Previous studies suggested that RSV P could be a target of cellular phosphatases PP1 and PP2A in cultured cells [38, 51]. PP1 is a well-characterized and conserved Ser/Thr phosphatase holoenzyme. It is composed of a variable regulatory subunit that determines the localization, activity, and substrate specificity of the phosphatase and of one of three highly homologous catalytic phosphatase subunits PP1α, PP1γ, or PP1β/δ (reviewed in [47, 48]). PP1 is the most widely expressed and abundant Ser/Thr phosphatase and is estimated to catalyze about one third of all protein dephosphorylations in eukaryotic cells. It dephosphorylates hundreds of key biological targets by associating with nearly 200 regulatory proteins to form highly specific holoenzymes. Of note, many of the > 200 established PIPs are predicted to be intrinsically disordered like RSV P.

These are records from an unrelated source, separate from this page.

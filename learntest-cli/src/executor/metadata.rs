//! System Metadata Collection
//!
//! Collects the run configuration and host information recorded at the top
//! of every report.

use crate::supervisor::ToolkitCommand;
use chrono::Utc;
use learntest_compare::Tolerance;
use learntest_core::{Platform, RunConfiguration, TimeoutLimit};
use learntest_report::{ReportConfig, ReportMeta, SCHEMA_VERSION, SystemInfo};
use std::path::Path;

/// Build report metadata including system info and the run configuration
pub fn build_report_meta(
    root: &Path,
    config: &RunConfiguration,
    command: &ToolkitCommand,
    jobs: usize,
    tolerance: Tolerance,
) -> ReportMeta {
    let system = SystemInfo {
        os: std::env::consts::OS.to_string(),
        arch: std::env::consts::ARCH.to_string(),
        platform: Platform::current(),
        cpu_cores: num_cpus(),
    };

    let timeout_policy = match config.timeout_limit {
        TimeoutLimit::Automatic => "automatic".to_string(),
        TimeoutLimit::Fixed(limit) => format!("{}s", limit.as_secs_f64()),
    };

    ReportMeta {
        schema_version: SCHEMA_VERSION,
        version: env!("CARGO_PKG_VERSION").to_string(),
        timestamp: Utc::now(),
        root: root.display().to_string(),
        system,
        config: ReportConfig {
            toolkit: command.binary.display().to_string(),
            comparison_platform: config.effective_platform(),
            parallel_process_count: config.parallel_process_count,
            jobs,
            timeout_policy,
            absolute_tolerance: tolerance.absolute,
            relative_tolerance: tolerance.relative,
        },
    }
}

/// Get number of available CPU cores
fn num_cpus() -> u32 {
    std::thread::available_parallelism()
        .map(|n| n.get() as u32)
        .unwrap_or(1)
}

#[cfg(test)]
pub(crate) mod tests {
    use super::*;
    use std::time::Duration;

    pub(crate) fn sample_meta() -> ReportMeta {
        build_report_meta(
            Path::new("/corpus"),
            &RunConfiguration::default(),
            &ToolkitCommand::new("MODL"),
            1,
            Tolerance::default(),
        )
    }

    #[test]
    fn test_meta_records_configuration() {
        let config = RunConfiguration {
            timeout_limit: TimeoutLimit::Fixed(Duration::from_secs(90)),
            comparison_platform: Some(Platform::WindowsMsvc),
            parallel_process_count: 4,
            ..Default::default()
        };
        let meta = build_report_meta(
            Path::new("/corpus"),
            &config,
            &ToolkitCommand::new("MODL"),
            2,
            Tolerance::default(),
        );
        assert_eq!(meta.config.timeout_policy, "90s");
        assert_eq!(meta.config.comparison_platform, Platform::WindowsMsvc);
        assert_eq!(meta.config.parallel_process_count, 4);
        assert_eq!(meta.config.jobs, 2);
        assert!(meta.system.cpu_cores >= 1);
    }

    #[test]
    fn test_automatic_timeout_policy() {
        assert_eq!(sample_meta().config.timeout_policy, "automatic");
    }
}
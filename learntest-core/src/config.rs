//! Run Configuration
//!
//! Resolves the named settings that drive a regression run into a single
//! immutable [`RunConfiguration`]. Settings come from any [`SettingsSource`];
//! the CLI reads them from the process environment once at startup and never
//! consults the environment again during the run.

use crate::platform::Platform;
use crate::telemetry::STATS_ALL;
use serde::{Deserialize, Serialize};
use std::collections::{BTreeMap, HashMap};
use std::time::Duration;
use thiserror::Error;

/// Names of the settings understood by the resolver
pub mod vars {
    /// Number of cooperating processes in message-passing mode
    pub const MPI_PROCESS_NUMBER: &str = "KHIOPS_MPI_PROCESS_NUMBER";
    /// Lower bound on historical run time for a test to be selected
    pub const MIN_TEST_TIME: &str = "KHIOPS_MIN_TEST_TIME";
    /// Upper bound on historical run time for a test to be selected
    pub const MAX_TEST_TIME: &str = "KHIOPS_MAX_TEST_TIME";
    /// Per-test timeout, or `automatic`
    pub const TEST_TIMEOUT_LIMIT: &str = "KHIOPS_TEST_TIMEOUT_LIMIT";
    /// Run the toolkit in batch mode
    pub const BATCH_MODE: &str = "KHIOPS_BATCH_MODE";
    /// Emit `task.log`
    pub const TASK_FILE_MODE: &str = "KHIOPS_TASK_FILE_MODE";
    /// Emit an output scenario file (the spelling is the toolkit's own)
    pub const OUTPUT_SCENARIO_MODE: &str = "KHIOPS_OUTPOUT_SCENARIO_MODE";
    /// Platform whose reference tree is used for comparison
    pub const COMPARISON_PLATFORM: &str = "KHIOPS_COMPARISON_PLATFORM";
    /// Run every test regardless of time thresholds
    pub const COMPLETE_TESTS: &str = "KHIOPS_COMPLETE_TESTS";
    /// Toolkit trace for preparation task dimensioning
    pub const PREPARATION_TRACE_MODE: &str = "KHIOPS_PREPARATION_TRACE_MODE";
    /// Toolkit trace level for parallel tasks (0 to 3)
    pub const PARALLEL_TRACE: &str = "KHIOPS_PARALLEL_TRACE";
    /// Memory statistics log file name
    pub const MEM_STATS_LOG_FILE_NAME: &str = "KHIOPS_MEM_STATS_LOG_FILE_NAME";
    /// Allocator statistics sampling frequency
    pub const MEM_STATS_LOG_FREQUENCY: &str = "KHIOPS_MEM_STATS_LOG_FREQUENCY";
    /// Bitmask of statistics to collect
    pub const MEM_STATS_LOG_TO_COLLECT: &str = "KHIOPS_MEM_STATS_LOG_TO_COLLECT";
    /// Collect I/O traces in the memory statistics log
    pub const IO_TRACE_MODE: &str = "KHIOPS_IO_TRACE_MODE";

    /// Every setting name, in documentation order
    pub const ALL: [&str; 15] = [
        MPI_PROCESS_NUMBER,
        MIN_TEST_TIME,
        MAX_TEST_TIME,
        TEST_TIMEOUT_LIMIT,
        BATCH_MODE,
        TASK_FILE_MODE,
        OUTPUT_SCENARIO_MODE,
        COMPARISON_PLATFORM,
        COMPLETE_TESTS,
        PREPARATION_TRACE_MODE,
        PARALLEL_TRACE,
        MEM_STATS_LOG_FILE_NAME,
        MEM_STATS_LOG_FREQUENCY,
        MEM_STATS_LOG_TO_COLLECT,
        IO_TRACE_MODE,
    ];
}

The defect in M2-1 dephosphorylation observed for the P F87A variant mainly argued in favor of the hypothesis of the recruitment by P of the PP1 cellular phosphatase through a RVxF-like motif, upstream of the M2-1 binding site. This hypothesis was consolidated by several complementary approaches showing that (i) WT P, but not the F87A variant, could bind PP1 in vitro and in cellula; (ii) PP1 colocalized with WT P, but not with the F87A variant, in IBs; and (iii) overexpression of PP1 increased the unphosphorylated/phosphorylated M2-1 ratio. Altogether, our data show that RSV P can be considered as a PP1-interacting protein (PIP), targeting PP1 to the M2-1 substrate.

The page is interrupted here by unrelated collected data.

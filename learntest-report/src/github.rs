//! GitHub Step Summary
//!
//! Markdown suitable for `$GITHUB_STEP_SUMMARY`: a counts table followed by
//! one section per non-passing test.

use crate::report::{Report, TestOutcome};
use std::fmt::Write;

/// Differences shown per test before truncating
const MAX_DIFFS_PER_TEST: usize = 20;

/// Generate the Markdown summary of a report
pub fn generate_github_summary(report: &Report) -> String {
    let mut md = String::new();
    let s = &report.summary;
    let icon = if s.exit_code() == 0 { "✅" } else { "❌" };

    let _ = writeln!(md, "## {} LearnTest Results\n", icon);
    let _ = writeln!(
        md,
        "Platform `{}`, {} test(s) in {:.1}s\n",
        report.meta.config.comparison_platform,
        s.total,
        s.total_duration.as_secs_f64()
    );
    md.push_str("| Outcome | Count |\n|---|---:|\n");
    for (label, count) in [
        ("Passed", s.passed),
        ("Expected failures", s.expected_failures),
        ("Mismatch", s.mismatched),
        ("Missing reference", s.missing_reference),
        ("Missing produced", s.missing_produced),
        ("Timed out", s.timed_out),
        ("Crashed", s.crashed),
        ("Skipped", s.skipped),
    ] {
        if count > 0 || label == "Passed" {
            let _ = writeln!(md, "| {} | {} |", label, count);
        }
    }

    let failures: Vec<_> = report.results.iter().filter(|r| !r.passed()).collect();
    if failures.is_empty() {
        return md;
    }

    md.push_str("\n### Failures\n");
    for result in failures {
        let _ = writeln!(
            md,
            "\n<details><summary><code>{}</code>: {}</summary>\n",
            result.id,
            result.outcome.label()
        );
        match result.outcome {
            TestOutcome::TimedOut => {
                let _ = writeln!(
                    md,
                    "Killed after {:.1}s (limit {:.1}s)",
                    result.elapsed.as_secs_f64(),
                    result.timeout.as_secs_f64()
                );
            }
            TestOutcome::Crashed if result.aborted => md.push_str("Aborted by operator\n"),
            TestOutcome::Crashed => {
                let _ = writeln!(md, "```\n{}\n```", result.stderr.trim_end());
            }
            _ => {}
        }
        if let Some(verdict) = &result.comparison {
            if !verdict.diff_details.is_empty() {
                md.push_str("| File | Location | Expected | Actual |\n|---|---|---|---|\n");
                for d in verdict.diff_details.iter().take(MAX_DIFFS_PER_TEST) {
                    let _ = writeln!(
                        md,
                        "| `{}` | {} | `{}` | `{}` |",
                        d.file,
                        d.location,
                        escape(&d.expected),
                        escape(&d.actual)
                    );
                }
                if verdict.diff_details.len() > MAX_DIFFS_PER_TEST {
                    let _ = writeln!(
                        md,
                        "\n... and {} more",
                        verdict.diff_details.len() - MAX_DIFFS_PER_TEST
                    );
                }
            }
        }
        md.push_str("\n</details>\n");
    }
    md
}

fn escape(cell: &str) -> String {
    cell.replace('|', "\\|").replace('`', "'")
}
//! feedrelay - syndication feed relay
//!
//! Polls a list of feeds, remembers which entries it has already seen in a
//! flat record store, and forwards new entries to a notification webhook.

pub mod config;
pub mod datetime;
pub mod error;
pub mod feed;
pub mod logging;
pub mod merge;
pub mod notify;
pub mod retention;
pub mod runner;
pub mod sources;
pub mod store;

pub use config::Config;
pub use error::{RelayError, Result};
pub use feed::{FeedItem, FeedSource, HttpFeedSource};
pub use merge::{merge, prune, MergeOutcome};
pub use notify::{ConfiguredNotifier, DispatchReport, Dispatcher, Notifier};
pub use retention::{PolicyKind, RetentionPolicy};
pub use runner::{run, ConfiguredRunner, RunReport, Runner, SourceFailure};
pub use sources::SourceList;
pub use store::{FeedRecord, FileStore, LoadedStore, MemoryStore, RecordStore, StoreBackend};
//! Persistent backends for the record store.
//!
//! The merge engine only ever sees a [`RecordStore`]; where it is read from
//! and written to is decided by a [`StoreBackend`].

use std::cell::RefCell;
use std::fs;
use std::io;
use std::path::{Path, PathBuf};

use chrono::NaiveDate;
use tracing::{debug, info};

use crate::store::codec::{decode, encode, LoadedStore};
use crate::store::records::RecordStore;
use crate::Result;

/// Load/save capability for the record store.
pub trait StoreBackend {
    /// Read the persisted state.
    fn load(&self) -> Result<LoadedStore>;

    /// Replace the persisted state with `store`, stamped with `written_on`.
    fn save(&self, store: &RecordStore, written_on: NaiveDate) -> Result<()>;
}

/// Flat file backend.
///
/// Saving writes the whole snapshot to a sibling temporary file and renames
/// it over the store, so the previous contents are fully replaced.
#[derive(Debug, Clone)]
pub struct FileStore {
    /// Path of the store file.
    path: PathBuf,
}

impl FileStore {
    /// Create a backend for the given path. The file does not need to exist.
    pub fn new(path: impl Into<PathBuf>) -> Self {
        Self { path: path.into() }
    }

    /// Get the store file path.
    pub fn path(&self) -> &Path {
        &self.path
    }

    /// Path of the temporary file used while saving.
    fn temp_path(&self) -> PathBuf {
        let mut name = self
            .path
            .file_name()
            .map(|n| n.to_os_string())
            .unwrap_or_default();
        name.push(".tmp");
        self.path.with_file_name(name)
    }
}

impl StoreBackend for FileStore {
    fn load(&self) -> Result<LoadedStore> {
        match fs::read_to_string(&self.path) {
            Ok(content) => decode(&content),
            Err(e) if e.kind() == io::ErrorKind::NotFound => {
                info!(
                    "Store file {} does not exist yet, starting empty",
                    self.path.display()
                );
                Ok(LoadedStore::default())
            }
            Err(e) => Err(e.into()),
        }
    }

    fn save(&self, store: &RecordStore, written_on: NaiveDate) -> Result<()> {
        if let Some(parent) = self.path.parent() {
            if !parent.as_os_str().is_empty() {
                fs::create_dir_all(parent)?;
            }
        }

        let temp = self.temp_path();
        fs::write(&temp, encode(store, written_on))?;
        fs::rename(&temp, &self.path)?;

        debug!(
            "Saved {} record(s) to {}",
            store.len(),
            self.path.display()
        );
        Ok(())
    }
}

/// In-memory backend holding the encoded text.
#[derive(Debug, Default)]
pub struct MemoryStore {
    content: RefCell<Option<String>>,
}

impl MemoryStore {
    /// Create an empty backend.
    pub fn new() -> Self {
        Self::default()
    }

    /// Create a backend pre-filled with encoded store text.
    pub fn with_content(content: impl Into<String>) -> Self {
        Self {
            content: RefCell::new(Some(content.into())),
        }
    }

    /// The last saved text, if anything was saved or pre-filled.
    pub fn content(&self) -> Option<String> {
        self.content.borrow().clone()
    }
}

impl StoreBackend for MemoryStore {
    fn load(&self) -> Result<LoadedStore> {
        match self.content.borrow().as_deref() {
            Some(content) => decode(content),
            None => Ok(LoadedStore::default()),
        }
    }

    fn save(&self, store: &RecordStore, written_on: NaiveDate) -> Result<()> {
        *self.content.borrow_mut() = Some(encode(store, written_on));
        Ok(())
    }
}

Mode of action of PP1 for M2-1 dephosphorylation

The degenerate "RVxF" motif in RSV P, 81RKPLVSF87, is well conserved among Pneumoviridae, with a consensus KxxVxF (Fig 6A). The lysine residue is surrounded by basic residues, with an arginine just upstream for orthopneumoviruses, and two lysines downstream for metapneumoviruses. Thus, it is likely that the P proteins of Pneumoviridae share the property of interacting with PP1 to regulate viral protein phosphorylation. Notably, M2-1 protein is unique to Pneumoviridae and present in all members of this virus family. It was shown that residues S57 and S60 of hMPV M2-1 protein, which are equivalent to RSV M2-1 S58 and S61, are also critical for virus replication, consistent with the critical role of cyclic phosphorylation/dephosphorylation of hMPV M2-1 for efficient RNA synthesis [52]. It is thus expected that hMPV and RSV present the same mechanism of regulation of M2-1 dephosphorylation.

It is noteworthy that PP1 was previously shown to play a significant role in the replication of several viruses, including papovavirus, adenovirus, human immunodeficiency virus 1 (HIV-1) and 2, Ebola virus (EBOV), and Rift Valley Fever virus [46, 53, 54]. Within Mononegavirales, the VP30 protein from filoviruses is the only protein that shares structural and functional similarity with the M2-1 protein from Pneumoviridae. It was shown that the phosphorylation status of VP30 was also regulated by PP1 [46]. It has also been demonstrated that PP1 regulates the innate immune responses for numerous RNA viruses, such as influenza virus, Sendai virus, dengue virus, and picornavirus [55]. The V protein of measles virus was shown to interact directly with PP1α/γ, via a canonical PP1-binding motif, 288RIWY291, preventing PP1-mediated dephosphorylation of MDA5, a cytosolic sensor crucial for innate immune defense against various RNA viruses, thereby impairing its activation [56].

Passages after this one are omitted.